Josef Kovačič

Personal information
- Date of birth: 20 March 1961
- Place of birth: Czechoslovakia
- Date of death: 30 May 2026 (aged 65)
- Position: Forward

Youth career
- Spartak Chodov

Senior career*
- Years: Team / Apps / (Gls)
- 0000–1982: RH Sušice
- 1982–1991: Škoda Plzeň / 202 / (42)
- 1991–1995: FC Vilshofen
- 1995–1997: Sokol Křimice

= Josef Kovačič =

Czech footballer (1961–2026)

Josef Kovačič (20 March 1961 – 30 May 2026) was a Czech footballer who played as a forward.

==Career==
Kovačič started his career at Spartak Chodov, before joining RH Sušice to complete his military service. In the spring of 1982, he joined Škoda Plzeň, where he spent nine seasons. In total, he played 202 matches for Škoda Plzeň, including 56 in the Czechoslovak First League.

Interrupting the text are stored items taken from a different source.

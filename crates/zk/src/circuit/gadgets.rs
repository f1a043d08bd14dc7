//! R1CS gadgets shared by the board and shot circuits.
//!
//! This module provides reusable constraint gadgets for:
//! - MiMC-sponge hashing (circuit twin of [`crate::commitment`])
//! - Small-range membership checks for board coordinates
//! - Fleet allocation and cell index derivation

use ark_bn254::Fr;
use ark_ff::Field;
use ark_r1cs_std::R1CSVar;
use ark_r1cs_std::alloc::AllocVar;
use ark_r1cs_std::boolean::Boolean;
use ark_r1cs_std::eq::EqGadget;
use ark_r1cs_std::fields::{FieldVar, fp::FpVar};
use ark_relations::r1cs::{ConstraintSystemRef, SynthesisError};
use game_core::{Board, GameConfig, Orientation};

use crate::commitment::{MIMC_ROUNDS, mimc_constants};

// ============================================================================
// MiMC Sponge Gadgets
// ============================================================================

/// One Feistel permutation (circuit version of `commitment::mimc_feistel`).
///
/// Each round costs three constraints: `t^2`, `t^4` and the combined
/// `t^4 * t = x_new - x_old`. The new state half is allocated explicitly so
/// linear combinations never chain across rounds.
pub fn mimc_feistel_gadget(
    xl: FpVar<Fr>,
    xr: FpVar<Fr>,
    k: &FpVar<Fr>,
) -> Result<(FpVar<Fr>, FpVar<Fr>), SynthesisError> {
    let cs = xl.cs().or(xr.cs()).or(k.cs());
    let (mut xl, mut xr) = (xl, xr);

    for (i, c) in mimc_constants().iter().enumerate() {
        let t = &xl + k + *c;
        let t2 = t.square()?;
        let t4 = t2.square()?;
        let mixed = FpVar::new_witness(cs.clone(), || {
            Ok(xr.value()? + t4.value()? * t.value()?)
        })?;
        t4.mul_equals(&t, &(&mixed - &xr))?;

        if i < MIMC_ROUNDS - 1 {
            xr = xl;
            xl = mixed;
        } else {
            xr = mixed;
        }
    }

    Ok((xl, xr))
}

/// Single-output MiMC sponge with key zero.
///
/// This is the R1CS version of `commitment::hash_many()`.
pub fn mimc_multi_hash_gadget(inputs: &[FpVar<Fr>]) -> Result<FpVar<Fr>, SynthesisError> {
    if inputs.is_empty() {
        return Err(SynthesisError::Unsatisfiable);
    }

    let key = FpVar::zero();
    let mut r = FpVar::zero();
    let mut c = FpVar::zero();
    for input in inputs {
        (r, c) = mimc_feistel_gadget(&r + input, c, &key)?;
    }
    Ok(r)
}

// ============================================================================
// Range and Distinctness Gadgets
// ============================================================================

/// Enforces `value ∈ {0, 1, ..., bound - 1}` via `Π (value - i) = 0`.
pub fn enforce_small_range_gadget(value: &FpVar<Fr>, bound: u8) -> Result<(), SynthesisError> {
    let mut acc = value.clone();
    for i in 1..bound {
        acc *= value - Fr::from(i);
    }
    acc.enforce_equal(&FpVar::zero())
}

/// Enforces `a != b` by exhibiting `(a - b)^-1`.
///
/// Unlike `EqGadget::enforce_not_equal`, an equal pair yields an unsatisfied
/// constraint instead of a missing assignment, so the witness checker can
/// report it.
pub fn enforce_distinct_gadget(a: &FpVar<Fr>, b: &FpVar<Fr>) -> Result<(), SynthesisError> {
    let diff = a - b;
    let inverse = FpVar::new_witness(diff.cs(), || {
        Ok(diff.value()?.inverse().unwrap_or_default())
    })?;
    diff.mul_equals(&inverse, &FpVar::one())
}

/// Enforces that a coordinate lies on the board.
pub fn enforce_on_board_gadget(value: &FpVar<Fr>) -> Result<(), SynthesisError> {
    enforce_small_range_gadget(value, GameConfig::BOARD_SIZE)
}

// ============================================================================
// Fleet Gadgets
// ============================================================================

/// Allocated placement of one ship.
#[derive(Clone)]
pub struct ShipVar {
    pub x: FpVar<Fr>,
    pub y: FpVar<Fr>,
    pub vertical: Boolean<Fr>,
    pub length: u8,
}

impl ShipVar {
    /// Orientation bit as a field element.
    pub fn z(&self) -> FpVar<Fr> {
        FpVar::from(self.vertical.clone())
    }

    /// Row-major index of cell `offset`: `x + i(1 - z) + 10(y + iz)`.
    ///
    /// Linear in the allocated variables, so no constraints are added.
    pub fn cell_index(&self, offset: u8) -> FpVar<Fr> {
        let size = Fr::from(GameConfig::BOARD_SIZE);
        let i = Fr::from(offset);
        &self.x + &self.y * size + i + self.z() * (i * (size - Fr::from(1u8)))
    }

    /// Last covered cell as `(x, y)`.
    pub fn end(&self) -> (FpVar<Fr>, FpVar<Fr>) {
        let extent = Fr::from(self.length - 1);
        let z = self.z();
        let end_x = &self.x + (FpVar::one() - &z) * extent;
        let end_y = &self.y + z * extent;
        (end_x, end_y)
    }
}

/// Allocates the private fleet. Orientation bits are constrained boolean.
pub fn alloc_fleet(
    cs: ConstraintSystemRef<Fr>,
    board: &Board,
) -> Result<Vec<ShipVar>, SynthesisError> {
    board
        .ships()
        .iter()
        .zip(GameConfig::SHIP_LENGTHS)
        .map(|(ship, length)| {
            Ok(ShipVar {
                x: FpVar::new_witness(cs.clone(), || Ok(Fr::from(ship.x)))?,
                y: FpVar::new_witness(cs.clone(), || Ok(Fr::from(ship.y)))?,
                vertical: Boolean::new_witness(cs.clone(), || {
                    Ok(ship.orientation == Orientation::Vertical)
                })?,
                length,
            })
        })
        .collect()
}

/// Hash inputs in commitment order: `[x0, y0, z0, x1, y1, z1, ...]`.
pub fn fleet_hash_inputs(fleet: &[ShipVar]) -> Vec<FpVar<Fr>> {
    fleet
        .iter()
        .flat_map(|ship| [ship.x.clone(), ship.y.clone(), ship.z()])
        .collect()
}

/// Cell indices of every ship cell, in placement order.
pub fn fleet_cells(fleet: &[ShipVar]) -> Vec<FpVar<Fr>> {
    fleet
        .iter()
        .flat_map(|ship| (0..ship.length).map(move |i| ship.cell_index(i)))
        .collect()
}

/// Enforces that the fleet hashes to `commitment`.
pub fn enforce_commitment_gadget(
    fleet: &[ShipVar],
    commitment: &FpVar<Fr>,
) -> Result<(), SynthesisError> {
    mimc_multi_hash_gadget(&fleet_hash_inputs(fleet))?.enforce_equal(commitment)
}
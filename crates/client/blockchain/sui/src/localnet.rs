//! In-process emulation of the deployed battleship module.
//!
//! [`LocalLedger`] executes calls the way the Move module does: authenticate
//! the sender by signature, decode the positional arguments, check every
//! proof against the circuit verifying keys and the public values the
//! session dictates, then apply the [`GameSession`] rules. Each call runs on
//! a copy of the game and only an accepted call is written back.

use std::collections::BTreeMap;
use std::sync::{Arc, Mutex};

use async_trait::async_trait;
use client_blockchain_core::{
    Address, CallArg, CallDescriptor, ExecutionResult, GameId, LedgerEvent, LedgerGateway,
    OnChainGame, TransactionId, TransportError,
};
use game_core::{Coordinate, GameSession, PlayerRole, RuleError};
use zk::{CircuitKind, ProofEngine, encoded_len};

use crate::contracts::{BattleshipContract, BattleshipFunction};
use crate::keystore::verify_call;

const FIELD_BYTES: usize = 32;

/// Abort raised by the module. Becomes a rejected [`ExecutionResult`].
#[derive(Debug)]
struct Abort {
    code: &'static str,
    message: String,
}

impl Abort {
    fn new(code: &'static str, message: impl Into<String>) -> Self {
        Self {
            code,
            message: message.into(),
        }
    }

    fn bad_args(message: impl Into<String>) -> Self {
        Self::new("E_BAD_ARGUMENTS", message)
    }
}

impl From<RuleError> for Abort {
    fn from(err: RuleError) -> Self {
        Self::new(err.code(), err.to_string())
    }
}

type Execution = Result<Vec<LedgerEvent>, Abort>;

#[derive(Debug, Default)]
struct LedgerState {
    games: BTreeMap<u64, OnChainGame>,
    next_game: u64,
    sequence: u64,
}

/// Local ledger behind the [`LedgerGateway`] seam. Cloning shares state.
#[derive(Clone, Debug)]
pub struct LocalLedger {
    contract: BattleshipContract,
    engine: ProofEngine,
    state: Arc<Mutex<LedgerState>>,
}

impl LocalLedger {
    pub fn new(contract: BattleshipContract, engine: ProofEngine) -> Self {
        Self {
            contract,
            engine,
            state: Arc::new(Mutex::new(LedgerState::default())),
        }
    }

    pub fn contract(&self) -> &BattleshipContract {
        &self.contract
    }

    /// Number of games created so far.
    pub fn game_count(&self) -> Result<u64, TransportError> {
        Ok(self.lock()?.next_game)
    }

    fn lock(&self) -> Result<std::sync::MutexGuard<'_, LedgerState>, TransportError> {
        self.state
            .lock()
            .map_err(|_| TransportError::Backend("ledger state lock poisoned".to_string()))
    }

    fn execute(&self, state: &mut LedgerState, call: &CallDescriptor) -> Execution {
        let function = self
            .contract
            .parse_target(&call.target)
            .ok_or_else(|| Abort::new("E_UNKNOWN_FUNCTION", format!("no entry function {}", call.target)))?;

        match call.args.first().and_then(CallArg::as_object) {
            Some(id) if id == self.contract.state_object => {}
            _ => {
                return Err(Abort::new(
                    "E_WRONG_STATE_OBJECT",
                    format!("first argument must be the state object {}", self.contract.state_object),
                ));
            }
        }

        verify_call(call).map_err(|e| Abort::new("E_BAD_SIGNATURE", e))?;

        let args = Args::new(&call.args[1..]);
        match function {
            BattleshipFunction::NewGame => self.new_game(state, call.sender, args),
            BattleshipFunction::JoinGame => self.join_game(state, call.sender, args),
            BattleshipFunction::FirstTurn => self.first_turn(state, call.sender, args),
            BattleshipFunction::Turn => self.turn(state, call.sender, args),
            BattleshipFunction::FinalTurn => self.final_turn(state, call.sender, args),
        }
    }

    fn new_game(&self, state: &mut LedgerState, sender: Address, mut args: Args<'_>) -> Execution {
        let commitment = args.commitment()?;
        let proof: Vec<u8> = args.next()?;
        args.finish()?;

        self.check_board_proof(&commitment, &proof)?;

        let id = state.next_game;
        let mut session = GameSession::new(id);
        session.open(commitment)?;
        state.games.insert(
            id,
            OnChainGame {
                game: GameId(id),
                host: sender,
                guest: None,
                session,
            },
        );
        state.next_game += 1;

        Ok(vec![LedgerEvent::GameCreated {
            game: GameId(id),
            host: sender,
        }])
    }

    fn join_game(&self, state: &mut LedgerState, sender: Address, mut args: Args<'_>) -> Execution {
        let game_id: u64 = args.next()?;
        let commitment = args.commitment()?;
        let proof: Vec<u8> = args.next()?;
        args.finish()?;

        let game = game_mut(state, game_id)?;
        if game.host == sender {
            return Err(RuleError::SelfJoin.into());
        }
        let mut session = game.session.clone();
        session.join(commitment)?;
        self.check_board_proof(&commitment, &proof)?;

        game.session = session;
        game.guest = Some(sender);
        Ok(vec![LedgerEvent::GameJoined {
            game: GameId(game_id),
            guest: sender,
        }])
    }

    fn first_turn(&self, state: &mut LedgerState, sender: Address, mut args: Args<'_>) -> Execution {
        let game_id: u64 = args.next()?;
        let coord = args.coordinate()?;
        args.finish()?;

        let game = game_mut(state, game_id)?;
        let role = player_role(game, &sender)?;
        if role != PlayerRole::Host {
            return Err(RuleError::NotYourTurn(role).into());
        }
        let mut session = game.session.clone();
        let shot = session.first_turn(coord)?;

        game.session = session;
        Ok(vec![LedgerEvent::ShotFired {
            game: GameId(game_id),
            nonce: shot.nonce,
            shooter: role,
            coord,
        }])
    }

    fn turn(&self, state: &mut LedgerState, sender: Address, mut args: Args<'_>) -> Execution {
        let game_id: u64 = args.next()?;
        let nonce: u64 = args.next()?;
        let hit: bool = args.next()?;
        let proof: Vec<u8> = args.next()?;
        let next = args.coordinate()?;
        args.finish()?;

        let game = game_mut(state, game_id)?;
        let role = player_role(game, &sender)?;
        let mut session = game.session.clone();
        let target = pending_target(&session);
        session.report(role, nonce, hit)?;
        let shot = session.fire(role, next)?;
        self.check_shot_proof(&session, role, target, hit, &proof)?;

        game.session = session;
        Ok(vec![
            LedgerEvent::ShotReported {
                game: GameId(game_id),
                nonce,
                reporter: role,
                hit,
            },
            LedgerEvent::ShotFired {
                game: GameId(game_id),
                nonce: shot.nonce,
                shooter: role,
                coord: next,
            },
        ])
    }

    fn final_turn(&self, state: &mut LedgerState, sender: Address, mut args: Args<'_>) -> Execution {
        let game_id: u64 = args.next()?;
        let nonce: u64 = args.next()?;
        let proof: Vec<u8> = args.next()?;
        args.finish()?;

        let game = game_mut(state, game_id)?;
        let role = player_role(game, &sender)?;
        let mut session = game.session.clone();
        let target = pending_target(&session);
        session.report(role, nonce, true)?;
        if !session.is_finished() {
            return Err(RuleError::GameNotOver {
                role,
                remaining: session.remaining_cells(role),
            }
            .into());
        }
        self.check_shot_proof(&session, role, target, true, &proof)?;

        let winner = role.opponent();
        game.session = session;
        Ok(vec![
            LedgerEvent::ShotReported {
                game: GameId(game_id),
                nonce,
                reporter: role,
                hit: true,
            },
            LedgerEvent::GameFinished {
                game: GameId(game_id),
                winner,
            },
        ])
    }

    fn check_board_proof(&self, commitment: &[u8; 32], proof: &[u8]) -> Result<(), Abort> {
        self.check_proof(CircuitKind::Board, commitment.to_vec(), proof)
    }

    /// Public values of a shot proof come from the ledger, never the caller:
    /// the reporter's commitment and the coordinates of the shot it answers.
    fn check_shot_proof(
        &self,
        session: &GameSession,
        reporter: PlayerRole,
        target: Option<Coordinate>,
        hit: bool,
        proof: &[u8],
    ) -> Result<(), Abort> {
        let commitment = session
            .commitment_of(reporter)
            .ok_or_else(|| Abort::new("E_NO_COMMITMENT", format!("{reporter:?} has no commitment")))?;
        let target = target.ok_or_else(|| Abort::new("E_NO_PENDING_SHOT", "no shot to answer"))?;

        let mut signals = commitment.to_vec();
        for value in [target.x, target.y, u8::from(hit)] {
            signals.extend(scalar_bytes(value));
        }
        self.check_proof(CircuitKind::Shot, signals, proof)
    }

    fn check_proof(&self, circuit: CircuitKind, signals: Vec<u8>, proof: &[u8]) -> Result<(), Abort> {
        let expected = encoded_len(circuit);
        if proof.len() != expected {
            return Err(Abort::new(
                "E_INVALID_PROOF",
                format!("{circuit} proof must be {expected} bytes, got {}", proof.len()),
            ));
        }
        if proof[expected - signals.len()..] != signals[..] {
            return Err(Abort::new(
                "E_INVALID_PROOF",
                format!("{circuit} proof public signals do not match the session"),
            ));
        }

        match self.engine.verify_encoded(circuit, proof) {
            Ok(true) => Ok(()),
            Ok(false) => Err(Abort::new(
                "E_INVALID_PROOF",
                format!("{circuit} proof failed verification"),
            )),
            Err(e) => Err(Abort::new("E_INVALID_PROOF", e.to_string())),
        }
    }
}

#[async_trait]
impl LedgerGateway for LocalLedger {
    async fn call(&self, call: CallDescriptor) -> Result<ExecutionResult, TransportError> {
        let mut state = self.lock()?;
        state.sequence += 1;
        let digest = TransactionId::from_bytes(state.sequence.to_be_bytes().to_vec());

        match self.execute(&mut state, &call) {
            Ok(events) => {
                tracing::info!(
                    function = call.function(),
                    sender = %call.sender,
                    tx = %digest,
                    events = events.len(),
                    "Call accepted"
                );
                Ok(ExecutionResult::success(digest, events))
            }
            Err(abort) => {
                tracing::warn!(
                    function = call.function(),
                    sender = %call.sender,
                    code = abort.code,
                    reason = %abort.message,
                    "Call aborted"
                );
                Ok(ExecutionResult::rejected(digest, abort.code, abort.message))
            }
        }
    }

    async fn query_game(&self, game: GameId) -> Result<Option<OnChainGame>, TransportError> {
        Ok(self.lock()?.games.get(&game.0).cloned())
    }
}

fn game_mut(state: &mut LedgerState, id: u64) -> Result<&mut OnChainGame, Abort> {
    state
        .games
        .get_mut(&id)
        .ok_or_else(|| Abort::new("E_UNKNOWN_GAME", format!("game #{id} does not exist")))
}

fn player_role(game: &OnChainGame, sender: &Address) -> Result<PlayerRole, Abort> {
    game.role_of(sender)
        .ok_or_else(|| Abort::new("E_NOT_A_PLAYER", format!("{sender} is not seated in game {}", game.game)))
}

fn pending_target(session: &GameSession) -> Option<Coordinate> {
    session.pending_shot().map(|record| record.coord)
}

fn scalar_bytes(value: u8) -> [u8; FIELD_BYTES] {
    let mut bytes = [0u8; FIELD_BYTES];
    bytes[FIELD_BYTES - 1] = value;
    bytes
}

/// Positional argument cursor.
struct Args<'a> {
    args: &'a [CallArg],
    position: usize,
}

impl<'a> Args<'a> {
    fn new(args: &'a [CallArg]) -> Self {
        Self { args, position: 0 }
    }

    fn next<T: serde::de::DeserializeOwned>(&mut self) -> Result<T, Abort> {
        let arg = self
            .args
            .get(self.position)
            .ok_or_else(|| Abort::bad_args(format!("missing argument {}", self.position + 1)))?;
        self.position += 1;
        arg.decode_pure()
            .map_err(|e| Abort::bad_args(format!("argument {}: {e}", self.position)))
    }

    fn commitment(&mut self) -> Result<[u8; 32], Abort> {
        let bytes: Vec<u8> = self.next()?;
        bytes
            .try_into()
            .map_err(|bytes: Vec<u8>| Abort::bad_args(format!("commitment must be 32 bytes, got {}", bytes.len())))
    }

    fn coordinate(&mut self) -> Result<Coordinate, Abort> {
        Ok(Coordinate::new(self.next()?, self.next()?))
    }

    fn finish(self) -> Result<(), Abort> {
        if self.position != self.args.len() {
            return Err(Abort::bad_args(format!(
                "expected {} arguments, got {}",
                self.position,
                self.args.len()
            )));
        }
        Ok(())
    }
}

He left Škoda Plzeň in 1991, where he joined FC Vilshofen in the German Landesliga. After four seasons in Germany, he returned to the Czech Republic, spending two years at Sokol Křimice.

==Personal life and death==
Following his retirement, he ran a restaurant close to the Doosan Arena in Plzeň.

Kovačič died on 30 May 2026, at the age of 65, following a short illness.